═══ Records for the exercise

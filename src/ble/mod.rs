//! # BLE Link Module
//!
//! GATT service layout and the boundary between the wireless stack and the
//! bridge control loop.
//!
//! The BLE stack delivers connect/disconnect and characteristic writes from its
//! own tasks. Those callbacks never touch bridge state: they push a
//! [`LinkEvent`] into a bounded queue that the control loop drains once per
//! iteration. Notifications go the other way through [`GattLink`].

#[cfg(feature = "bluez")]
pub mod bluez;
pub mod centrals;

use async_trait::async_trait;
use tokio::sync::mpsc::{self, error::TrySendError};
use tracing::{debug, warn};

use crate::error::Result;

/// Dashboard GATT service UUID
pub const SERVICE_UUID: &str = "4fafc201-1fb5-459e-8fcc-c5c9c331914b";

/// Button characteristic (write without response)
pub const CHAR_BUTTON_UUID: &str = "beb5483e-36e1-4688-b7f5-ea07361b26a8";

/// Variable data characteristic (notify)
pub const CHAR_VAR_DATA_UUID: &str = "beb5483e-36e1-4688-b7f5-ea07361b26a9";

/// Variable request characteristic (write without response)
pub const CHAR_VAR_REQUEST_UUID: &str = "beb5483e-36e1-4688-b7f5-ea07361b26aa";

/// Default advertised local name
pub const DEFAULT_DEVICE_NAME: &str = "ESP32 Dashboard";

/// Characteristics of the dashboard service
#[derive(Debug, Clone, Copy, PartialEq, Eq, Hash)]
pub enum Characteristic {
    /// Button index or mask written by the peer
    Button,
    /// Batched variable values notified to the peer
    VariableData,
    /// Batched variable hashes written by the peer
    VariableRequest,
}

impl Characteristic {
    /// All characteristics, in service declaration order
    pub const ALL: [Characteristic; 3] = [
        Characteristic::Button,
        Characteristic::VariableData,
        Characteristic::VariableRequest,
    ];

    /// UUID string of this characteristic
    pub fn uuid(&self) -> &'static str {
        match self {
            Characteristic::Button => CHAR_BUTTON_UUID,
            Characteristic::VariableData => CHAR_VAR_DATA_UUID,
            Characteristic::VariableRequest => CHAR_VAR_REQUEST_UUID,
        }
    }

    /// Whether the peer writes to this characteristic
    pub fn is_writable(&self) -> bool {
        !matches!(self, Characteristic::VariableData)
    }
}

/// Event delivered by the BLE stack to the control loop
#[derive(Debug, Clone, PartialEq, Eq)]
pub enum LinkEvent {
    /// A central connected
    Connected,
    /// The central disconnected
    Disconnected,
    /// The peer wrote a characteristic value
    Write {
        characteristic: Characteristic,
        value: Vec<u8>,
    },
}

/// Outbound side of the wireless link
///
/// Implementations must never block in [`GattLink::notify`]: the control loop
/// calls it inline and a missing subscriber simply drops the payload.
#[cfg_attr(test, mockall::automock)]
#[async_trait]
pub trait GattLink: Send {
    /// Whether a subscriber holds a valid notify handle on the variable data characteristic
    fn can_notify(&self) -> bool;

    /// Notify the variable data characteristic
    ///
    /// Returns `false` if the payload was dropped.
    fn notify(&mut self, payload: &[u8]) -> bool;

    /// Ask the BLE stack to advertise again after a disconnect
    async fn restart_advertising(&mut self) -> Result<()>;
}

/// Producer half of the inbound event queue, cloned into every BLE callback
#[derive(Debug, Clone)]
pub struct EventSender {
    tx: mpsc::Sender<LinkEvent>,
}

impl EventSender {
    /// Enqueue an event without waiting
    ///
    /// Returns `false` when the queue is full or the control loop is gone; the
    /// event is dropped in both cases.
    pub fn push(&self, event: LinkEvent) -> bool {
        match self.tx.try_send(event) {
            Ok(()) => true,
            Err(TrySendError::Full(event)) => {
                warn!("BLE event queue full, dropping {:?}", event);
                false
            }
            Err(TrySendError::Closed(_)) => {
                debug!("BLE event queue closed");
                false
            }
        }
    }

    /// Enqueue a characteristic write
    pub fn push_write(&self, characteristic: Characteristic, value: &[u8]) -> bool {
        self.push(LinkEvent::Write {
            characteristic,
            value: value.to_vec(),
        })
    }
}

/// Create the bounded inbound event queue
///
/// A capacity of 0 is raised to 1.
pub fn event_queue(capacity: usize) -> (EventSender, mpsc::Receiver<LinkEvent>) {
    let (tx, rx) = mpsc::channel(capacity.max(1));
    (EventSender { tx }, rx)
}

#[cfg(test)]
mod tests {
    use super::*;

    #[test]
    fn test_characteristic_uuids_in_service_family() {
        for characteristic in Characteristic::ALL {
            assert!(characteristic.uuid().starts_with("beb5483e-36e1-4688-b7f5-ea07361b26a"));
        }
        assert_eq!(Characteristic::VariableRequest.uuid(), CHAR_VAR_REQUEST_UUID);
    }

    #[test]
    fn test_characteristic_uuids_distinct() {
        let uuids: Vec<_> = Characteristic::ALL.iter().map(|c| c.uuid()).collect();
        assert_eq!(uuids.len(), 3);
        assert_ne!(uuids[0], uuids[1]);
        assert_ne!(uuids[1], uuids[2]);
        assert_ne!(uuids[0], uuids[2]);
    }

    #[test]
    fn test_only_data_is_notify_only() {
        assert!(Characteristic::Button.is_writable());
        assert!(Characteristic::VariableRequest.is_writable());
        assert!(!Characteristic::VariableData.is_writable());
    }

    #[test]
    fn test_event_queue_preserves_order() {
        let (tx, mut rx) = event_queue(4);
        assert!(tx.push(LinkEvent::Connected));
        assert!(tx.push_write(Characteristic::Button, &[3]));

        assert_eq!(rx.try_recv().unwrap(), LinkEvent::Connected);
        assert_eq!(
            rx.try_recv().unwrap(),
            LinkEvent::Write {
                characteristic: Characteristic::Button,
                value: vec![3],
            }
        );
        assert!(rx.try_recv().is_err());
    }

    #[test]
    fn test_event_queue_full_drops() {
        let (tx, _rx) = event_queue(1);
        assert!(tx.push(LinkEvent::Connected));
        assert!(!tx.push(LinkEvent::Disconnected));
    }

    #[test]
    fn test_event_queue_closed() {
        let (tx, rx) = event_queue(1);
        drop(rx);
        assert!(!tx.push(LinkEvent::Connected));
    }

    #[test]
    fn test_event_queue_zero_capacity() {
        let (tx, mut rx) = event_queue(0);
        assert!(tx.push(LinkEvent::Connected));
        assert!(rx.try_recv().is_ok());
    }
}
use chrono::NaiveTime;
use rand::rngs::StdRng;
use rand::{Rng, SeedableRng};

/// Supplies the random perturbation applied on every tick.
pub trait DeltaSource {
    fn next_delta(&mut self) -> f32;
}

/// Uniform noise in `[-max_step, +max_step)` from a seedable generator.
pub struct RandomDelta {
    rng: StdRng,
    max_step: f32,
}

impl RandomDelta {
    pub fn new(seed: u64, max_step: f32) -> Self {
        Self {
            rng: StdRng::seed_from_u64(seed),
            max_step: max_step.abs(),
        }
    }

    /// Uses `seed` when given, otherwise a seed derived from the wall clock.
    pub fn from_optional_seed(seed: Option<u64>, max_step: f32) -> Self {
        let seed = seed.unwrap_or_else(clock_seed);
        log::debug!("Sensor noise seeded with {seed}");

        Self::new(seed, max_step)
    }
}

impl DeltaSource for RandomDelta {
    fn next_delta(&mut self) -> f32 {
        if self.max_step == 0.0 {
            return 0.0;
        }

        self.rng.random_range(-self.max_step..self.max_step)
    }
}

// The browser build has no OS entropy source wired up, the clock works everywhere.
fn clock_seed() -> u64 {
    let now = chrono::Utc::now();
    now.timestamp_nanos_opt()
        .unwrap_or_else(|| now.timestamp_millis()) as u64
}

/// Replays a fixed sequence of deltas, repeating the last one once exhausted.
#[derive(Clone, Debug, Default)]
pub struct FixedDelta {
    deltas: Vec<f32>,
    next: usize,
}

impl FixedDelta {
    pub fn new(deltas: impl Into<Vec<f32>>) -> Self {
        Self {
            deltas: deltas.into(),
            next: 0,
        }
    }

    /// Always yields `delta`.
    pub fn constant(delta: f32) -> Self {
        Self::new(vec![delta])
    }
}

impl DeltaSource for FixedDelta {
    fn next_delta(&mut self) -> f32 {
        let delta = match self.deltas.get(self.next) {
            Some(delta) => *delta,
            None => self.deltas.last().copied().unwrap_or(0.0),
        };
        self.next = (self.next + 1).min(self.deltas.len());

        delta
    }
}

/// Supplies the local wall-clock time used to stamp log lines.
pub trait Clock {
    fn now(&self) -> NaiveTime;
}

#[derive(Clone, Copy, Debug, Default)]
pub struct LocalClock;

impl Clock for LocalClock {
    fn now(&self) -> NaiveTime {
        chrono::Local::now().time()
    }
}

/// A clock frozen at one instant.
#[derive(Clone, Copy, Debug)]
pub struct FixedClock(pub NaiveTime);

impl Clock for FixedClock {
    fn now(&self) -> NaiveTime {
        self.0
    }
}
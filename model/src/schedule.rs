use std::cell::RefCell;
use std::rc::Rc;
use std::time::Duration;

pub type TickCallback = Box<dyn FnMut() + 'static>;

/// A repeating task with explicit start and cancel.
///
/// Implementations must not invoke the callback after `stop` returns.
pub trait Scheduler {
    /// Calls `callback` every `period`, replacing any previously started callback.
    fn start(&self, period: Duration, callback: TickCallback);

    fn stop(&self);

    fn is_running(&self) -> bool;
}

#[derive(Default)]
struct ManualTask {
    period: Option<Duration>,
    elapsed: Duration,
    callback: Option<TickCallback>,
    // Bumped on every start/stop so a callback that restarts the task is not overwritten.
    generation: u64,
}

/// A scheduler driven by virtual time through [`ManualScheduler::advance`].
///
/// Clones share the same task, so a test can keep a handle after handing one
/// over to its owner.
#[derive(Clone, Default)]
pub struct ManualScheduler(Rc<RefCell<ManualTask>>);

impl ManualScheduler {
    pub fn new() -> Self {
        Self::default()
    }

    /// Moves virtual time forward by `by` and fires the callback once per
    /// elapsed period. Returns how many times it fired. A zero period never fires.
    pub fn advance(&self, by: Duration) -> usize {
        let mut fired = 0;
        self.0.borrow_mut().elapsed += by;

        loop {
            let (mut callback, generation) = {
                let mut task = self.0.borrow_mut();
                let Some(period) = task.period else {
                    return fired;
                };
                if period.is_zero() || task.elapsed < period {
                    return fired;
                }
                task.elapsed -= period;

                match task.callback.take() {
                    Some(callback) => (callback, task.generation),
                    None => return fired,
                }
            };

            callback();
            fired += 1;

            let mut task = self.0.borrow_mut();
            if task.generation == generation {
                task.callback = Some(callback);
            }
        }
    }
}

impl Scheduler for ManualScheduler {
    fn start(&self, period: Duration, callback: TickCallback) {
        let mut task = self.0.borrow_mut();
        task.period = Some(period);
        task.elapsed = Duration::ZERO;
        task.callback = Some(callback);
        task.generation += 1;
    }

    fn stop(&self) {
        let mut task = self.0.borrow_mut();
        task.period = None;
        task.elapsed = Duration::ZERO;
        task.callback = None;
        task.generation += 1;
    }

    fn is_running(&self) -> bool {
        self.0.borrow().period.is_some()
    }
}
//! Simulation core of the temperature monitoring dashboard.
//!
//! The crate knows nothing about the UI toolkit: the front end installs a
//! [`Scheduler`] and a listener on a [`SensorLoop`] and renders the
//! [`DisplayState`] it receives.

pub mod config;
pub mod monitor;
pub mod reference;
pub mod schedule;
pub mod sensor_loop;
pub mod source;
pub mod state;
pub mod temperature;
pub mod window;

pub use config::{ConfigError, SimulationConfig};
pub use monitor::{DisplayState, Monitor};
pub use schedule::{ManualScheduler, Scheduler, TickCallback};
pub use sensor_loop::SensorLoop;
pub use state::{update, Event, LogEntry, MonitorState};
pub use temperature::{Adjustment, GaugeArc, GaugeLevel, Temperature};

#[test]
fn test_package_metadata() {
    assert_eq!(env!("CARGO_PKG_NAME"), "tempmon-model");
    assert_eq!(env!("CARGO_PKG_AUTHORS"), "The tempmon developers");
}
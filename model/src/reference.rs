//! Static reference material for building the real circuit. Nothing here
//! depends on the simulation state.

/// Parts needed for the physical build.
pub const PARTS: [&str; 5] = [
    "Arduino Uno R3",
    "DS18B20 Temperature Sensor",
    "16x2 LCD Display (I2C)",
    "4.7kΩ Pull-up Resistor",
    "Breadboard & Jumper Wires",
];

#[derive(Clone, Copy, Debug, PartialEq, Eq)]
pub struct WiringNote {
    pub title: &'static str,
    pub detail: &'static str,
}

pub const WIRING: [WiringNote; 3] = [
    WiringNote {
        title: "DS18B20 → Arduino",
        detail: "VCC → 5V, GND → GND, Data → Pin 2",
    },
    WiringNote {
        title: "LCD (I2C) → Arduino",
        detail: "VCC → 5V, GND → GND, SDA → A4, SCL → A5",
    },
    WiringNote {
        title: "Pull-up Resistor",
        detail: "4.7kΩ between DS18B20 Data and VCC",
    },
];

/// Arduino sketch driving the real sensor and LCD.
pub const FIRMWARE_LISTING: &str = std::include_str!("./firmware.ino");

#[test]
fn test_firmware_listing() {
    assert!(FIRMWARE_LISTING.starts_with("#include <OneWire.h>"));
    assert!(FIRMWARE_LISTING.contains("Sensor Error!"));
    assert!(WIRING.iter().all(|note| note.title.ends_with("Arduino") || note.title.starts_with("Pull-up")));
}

══════

Your answer should be the lines above from the one containing "fn is_running(&self) -> bool;" through the one containing "let Some(period) = task.period", copied exactly and with both ends kept.

    fn is_running(&self) -> bool;
}

#[derive(Default)]
struct ManualTask {
    period: Option<Duration>,
    elapsed: Duration,
    callback: Option<TickCallback>,
    // Bumped on every start/stop so a callback that restarts the task is not overwritten.
    generation: u64,
}

/// A scheduler driven by virtual time through [`ManualScheduler::advance`].
///
/// Clones share the same task, so a test can keep a handle after handing one
/// over to its owner.
#[derive(Clone, Default)]
pub struct ManualScheduler(Rc<RefCell<ManualTask>>);

impl ManualScheduler {
    pub fn new() -> Self {
        Self::default()
    }

    /// Moves virtual time forward by `by` and fires the callback once per
    /// elapsed period. Returns how many times it fired. A zero period never fires.
    pub fn advance(&self, by: Duration) -> usize {
        let mut fired = 0;
        self.0.borrow_mut().elapsed += by;

        loop {
            let (mut callback, generation) = {
                let mut task = self.0.borrow_mut();
                let Some(period) = task.period else {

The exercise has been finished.